Семья Самар продолжала меня любить. Появление этой девушки в моей жизни заставило меня пересмотреть свое отношение к «Бандидос». Моя душа измучилась. Несмотря на все былые радости, жизнь в банде лишилась смысла.
Ночь моего двадцать первого дня рождения мы провели вместе, и я был счастлив: чувство для меня настолько редкое, что оно меня ошеломило. Я испугался его потерять. В последующие недели, когда Самар рядом не было, я перестал спать ночами. Мне чудилось, что я опять ввязываюсь в драку, меня снова бросают за решетку или я гибну от передозировки или удара ножом. Вариантов выпасть из жизни было много. И тогда Самар исчезнет.
Через пару недель после моего дня рождения в одно необычайно яркое утро я оказался в городской библиотеке. Если не считать Самар, моя жизнь казалась лишенной смысла. Я чувствовал себя опустошенным и нуждался в пристанище.
Библиотека, двухэтажное здание из гофрированной стали и бетона, стояла почти у самого уреза воды. В то утро она согревала своим теплом, защищая от холодного ветра с моря, продувавшего Корсёр насквозь. Некоторое время я смотрел на неспокойные воды пролива и пролет моста Большой Бельт. Я бесцельно блуждал взглядом по полкам, смутно улавливал болтовню, доносящуюся из детского отдела, но устремился к отделу истории и религии, предметам, всегда меня занимавшим, несмотря на растраченные впустую школьные годы.

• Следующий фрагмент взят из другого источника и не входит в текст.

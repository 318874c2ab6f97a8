// SPDX-License-Identifier: GPL-3.0-only

//! Pipeline configuration

use crate::backends::camera::types::SessionPreset;
use crate::constants::{DEFAULT_WATCHDOG, EVENT_CHANNEL_CAPACITY};
use serde::{Deserialize, Serialize};
use std::path::Path;
use std::time::Duration;

#[derive(Debug, Clone, PartialEq, Serialize, Deserialize)]
pub struct Config {
    /// Session preset used when configuring the camera
    pub preset: SessionPreset,
    /// Watchdog duration bounding a full capture cycle
    pub watchdog: Duration,
    /// Capacity of the pipeline event channel
    pub event_capacity: usize,
}

impl Default for Config {
    fn default() -> Self {
        Self {
            preset: SessionPreset::default(), // Photo
            watchdog: DEFAULT_WATCHDOG,
            event_capacity: EVENT_CHANNEL_CAPACITY,
        }
    }
}

impl Config {
    /// Load configuration from a JSON file.
    pub fn load(path: &Path) -> Result<Self, String> {
        let contents = std::fs::read_to_string(path)
            .map_err(|e| format!("Failed to read config {}: {}", path.display(), e))?;
        serde_json::from_str(&contents)
            .map_err(|e| format!("Failed to parse config {}: {}", path.display(), e))
    }

    /// Save configuration as a JSON file.
    pub fn save(&self, path: &Path) -> Result<(), String> {
        let contents = serde_json::to_string_pretty(self)
            .map_err(|e| format!("Failed to serialize config: {}", e))?;
        std::fs::write(path, contents)
            .map_err(|e| format!("Failed to write config {}: {}", path.display(), e))
    }
}
// SPDX-License-Identifier: GPL-3.0-only

//! Camera backend: hardware trait, session management and frame types
//!
//! The hardware itself is an external collaborator. Platform crates implement
//! [`CameraCapability`]; this module owns the session lifecycle around it.

pub mod session;
pub mod types;

pub use session::CaptureSessionManager;
pub use types::{CameraDevice, CaptureDelivery, Orientation, RawFrame, SessionPreset};

use crate::errors::CameraError;
use tokio::sync::oneshot;

/// Interface to the platform camera stack
///
/// One capture request yields exactly one [`CaptureDelivery`] on the returned
/// channel. Implementations are expected to be cheap to call from any thread;
/// only [`start`](CameraCapability::start) and [`stop`](CameraCapability::stop)
/// may block, and the session manager always invokes them off the caller's
/// thread.
pub trait CameraCapability: Send + Sync {
    /// Enumerate the default video device, if any is present.
    fn default_device(&self) -> Option<CameraDevice>;

    /// Attach the device input and a photo output to the session.
    ///
    /// Must fail if either attachment is not possible, leaving the hardware
    /// untouched.
    fn attach(&self, device: &CameraDevice, preset: SessionPreset) -> Result<(), CameraError>;

    /// Begin delivering frames. May block until the hardware is streaming.
    fn start(&self) -> Result<(), CameraError>;

    /// Stop delivering frames. May block until the hardware is released.
    fn stop(&self);

    /// Issue a single capture request.
    ///
    /// The delivery arrives asynchronously on the returned channel; a dropped
    /// sender counts as a failed capture.
    fn request_capture(&self) -> Result<oneshot::Receiver<CaptureDelivery>, CameraError>;
}
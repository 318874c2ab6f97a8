// SPDX-License-Identifier: GPL-3.0-only

//! Crate-wide constants

use std::time::Duration;

/// How long the pipeline waits for a capture to complete before forcing
/// itself back to idle. Covers both the hardware callback and the
/// normalize/segment/composite stages.
pub const DEFAULT_WATCHDOG: Duration = Duration::from_secs(5);

/// Capacity of the pipeline event channel. Snapshots are small and a capture
/// cycle emits at most four transitions, so a slow consumer has ample slack
/// before it starts lagging.
pub const EVENT_CHANNEL_CAPACITY: usize = 32;

/// Bytes per pixel for the RGBA buffers used throughout the pipeline.
pub const RGBA_BYTES_PER_PIXEL: usize = 4;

Я никогда не был религиозен – меня даже выгнали из школы конфирмантов. Пастор сказал матери, что я слишком большой возмутитель спокойствия, даже для Бога. Однако я считал, что нечто вроде загробной жизни должно быть. Благодаря друзьям-иммигрантам – палестинцам, иранцам и туркам – я соприкасался с исламом и всегда завидовал крепости их семей, тому, что они всегда обедали вместе, узам, сплачивающим их перед лицом бедности и дискриминации.
Возможно, именно поэтому я уселся в нише с книгой о жизни Пророка Мухаммеда. И через несколько минут был настолько захвачен чтением, что внешний мир перестал для меня существовать.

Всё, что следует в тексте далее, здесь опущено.